You're missing the other side of the User-Story relation:

// user relations
export const user = {
  hasMany: {
    story: {
      foreignKey: 'userId',
      localField: 'stories'
    },
    world: {
      foreignKey: 'userId',
      localField: 'worlds'
    }
  }
};

Now, when you actually make the request you have two options:

Option 1 - Multiple requests

This requires that your server understands the "where" querystring parameter:

store.findAll('story', { title: 'foobar' }, { with: ['user'] })
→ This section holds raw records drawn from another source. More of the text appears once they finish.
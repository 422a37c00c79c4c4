use chrono::{DateTime, Utc};
use tracing::debug;

use crate::dates::add_months;
use crate::decimal::Money;
use crate::errors::{CreditError, Result};
use crate::schedule::Schedule;
use crate::state::AccountState;
use crate::types::{InstallmentStatus, OverpaymentPolicy};

use super::Payment;

/// outcome of applying an installment payment to a schedule
#[derive(Debug, Clone, PartialEq)]
pub struct InstallmentApplication {
    /// rows whose paid_amount changed, in order
    pub rows_touched: Vec<u32>,
    /// amount absorbed by the schedule
    pub applied: Money,
    /// excess retained on the target row under KeepOnInstallment
    pub excess_retained: Money,
}

/// apply an installment payment to the matching schedule row
///
/// paid_amount accumulates across partial payments; the row settles once
/// it covers the row total. must run under the per-account single-writer
/// discipline: the schedule is read, mutated, and written back whole.
pub fn apply_installment_payment(
    schedule: &mut Schedule,
    payment: &Payment,
    policy: OverpaymentPolicy,
) -> Result<InstallmentApplication> {
    let number = payment
        .installment_number
        .ok_or(CreditError::MissingInstallmentNumber)?;

    let row = schedule.installment_mut(number)?;

    let mut rows_touched = vec![number];
    let mut excess_retained = Money::ZERO;

    let paid_before = row.paid_amount;
    row.paid_amount += payment.amount;
    row.paid_date = Some(payment.payment_date);

    if row.paid_amount >= row.total_amount {
        row.status = InstallmentStatus::Paid;

        // only the portion of this payment beyond the row's outstanding
        // counts as excess; an already-overpaid row contributes nothing
        let excess = row.paid_amount - row.total_amount.max(paid_before);
        if excess.is_positive() {
            match policy {
                OverpaymentPolicy::KeepOnInstallment => {
                    excess_retained = excess;
                }
                OverpaymentPolicy::RollToNext => {
                    row.paid_amount = row.total_amount.max(paid_before);
                    roll_excess_forward(
                        schedule,
                        number,
                        excess,
                        payment.payment_date,
                        &mut rows_touched,
                        &mut excess_retained,
                    );
                }
            }
        }
    }

    debug!(
        installment = number,
        amount = %payment.amount,
        rows = rows_touched.len(),
        "installment payment applied"
    );

    Ok(InstallmentApplication {
        rows_touched,
        applied: payment.amount - excess_retained,
        excess_retained,
    })
}

/// cascade an overpayment into the following unsettled rows; whatever
/// survives past the last row stays retained on the final one touched
fn roll_excess_forward(
    schedule: &mut Schedule,
    after: u32,
    mut excess: Money,
    payment_date: DateTime<Utc>,
    rows_touched: &mut Vec<u32>,
    excess_retained: &mut Money,
) {
    for row in schedule
        .installments
        .iter_mut()
        .filter(|row| row.number > after && !row.is_settled())
    {
        if excess.is_zero() {
            break;
        }

        let portion = excess.min(row.outstanding());
        row.paid_amount += portion;
        row.paid_date = Some(payment_date);
        if row.paid_amount >= row.total_amount {
            row.status = InstallmentStatus::Paid;
        }
        rows_touched.push(row.number);
        excess -= portion;
    }

    if excess.is_positive() {
        // schedule is fully covered; nothing left to absorb the rest
        *excess_retained = excess;
        if let Some(last) = schedule.installments.last_mut() {
            last.paid_amount += excess;
        }
    }
}

/// summary returned by the direct-balance path
#[derive(Debug, Clone, Copy, PartialEq, serde::Serialize, serde::Deserialize)]
pub struct DirectPaymentSummary {
    pub remaining_amount: Money,
    pub monthly_payment: Money,
    pub paid_installments: u32,
    pub remaining_months: u32,
}

/// apply a payment directly against the account balance
///
/// no schedule row is touched; the average monthly payment is re-derived
/// over the months left of the original nominal term, so it drifts as
/// payments come in larger or smaller than nominal.
pub fn apply_direct_payment(
    state: &mut AccountState,
    term_months: u32,
    amount: Money,
    payment_date: DateTime<Utc>,
) -> Result<DirectPaymentSummary> {
    if state.status != crate::types::AccountStatus::Active {
        return Err(CreditError::AccountNotActive {
            status: state.status,
        });
    }
    if !amount.is_positive() || amount > state.remaining_amount {
        return Err(CreditError::InvalidAmount {
            amount,
            remaining: state.remaining_amount,
        });
    }

    state.record_payment(amount, payment_date);
    state.paid_installments += 1;

    let remaining_months = term_months.saturating_sub(state.paid_installments);
    let monthly_payment = if remaining_months > 0 && state.remaining_amount.is_positive() {
        state.remaining_amount.div_ceil(remaining_months)
    } else {
        Money::ZERO
    };
    state.monthly_payment = monthly_payment;

    if state.remaining_amount.is_positive() {
        state.next_payment_date = Some(add_months(payment_date, 1));
    }

    debug!(
        account = %state.account_id,
        amount = %amount,
        remaining = %state.remaining_amount,
        monthly = %monthly_payment,
        "direct payment applied"
    );

    Ok(DirectPaymentSummary {
        remaining_amount: state.remaining_amount,
        monthly_payment,
        paid_installments: state.paid_installments,
        remaining_months,
    })
}
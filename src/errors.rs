use thiserror::Error;

use crate::decimal::{Money, Rate};
use crate::types::{AccountId, AccountStatus, PaymentDiscipline};

#[derive(Error, Debug)]
pub enum CreditError {
    #[error("invalid payment amount: {amount} (remaining balance {remaining})")]
    InvalidAmount { amount: Money, remaining: Money },

    #[error("installment not found: {number}")]
    InstallmentNotFound { number: u32 },

    #[error("invalid term: {months} months")]
    InvalidTerm { months: u32 },

    #[error("invalid principal: {amount}")]
    InvalidPrincipal { amount: Money },

    #[error("invalid interest rate: {rate}")]
    InvalidRate { rate: Rate },

    #[error("account not active: current status is {status:?}")]
    AccountNotActive { status: AccountStatus },

    #[error("payment discipline mismatch: account uses {expected:?}, operation requires {actual:?}")]
    DisciplineMismatch {
        expected: PaymentDiscipline,
        actual: PaymentDiscipline,
    },

    #[error("installment payment requires an installment number")]
    MissingInstallmentNumber,

    #[error("account not found: {id}")]
    AccountNotFound { id: AccountId },

    #[error("version conflict on account {account_id}: expected revision {expected}, found {found}")]
    VersionConflict {
        account_id: AccountId,
        expected: u64,
        found: u64,
    },

    #[error("invalid configuration: {message}")]
    InvalidConfiguration { message: String },

    #[error("serialization error: {0}")]
    Serialization(#[from] serde_json::Error),
}

impl CreditError {
    /// conflicts are the one retryable kind: re-run the whole
    /// read-modify-write against a fresh load
    pub fn is_retryable(&self) -> bool {
        matches!(self, CreditError::VersionConflict { .. })
    }
}

pub type Result<T> = std::result::Result<T, CreditError>;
Here's a plunker that demonstrates: https://plnkr.co/edit/UCFJNg?p=preview

The plunker example makes two requests:

  • GET /stories?title=foobar
  • GET /users?title=foobar&where={"_id":{"in":[123,234]}}

Option 2 - A single request

This requires that your server understands the "with" querystring parameter:

store.findAll('story', { title: 'foobar' }, { params: { with: ['user'] } })

Here's a plunker that demonstrates: https://plnkr.co/edit/M6quP4?p=preview

The plunker example makes just one request, and expects the users to be embedded within the stories in the server's response:

  • GET /stories?with=user&title=foobar

Note

This is a quirk of the HTTP adapter. For all other adapters, using the with option works as you'd expect, and you don't have to mess with the params option.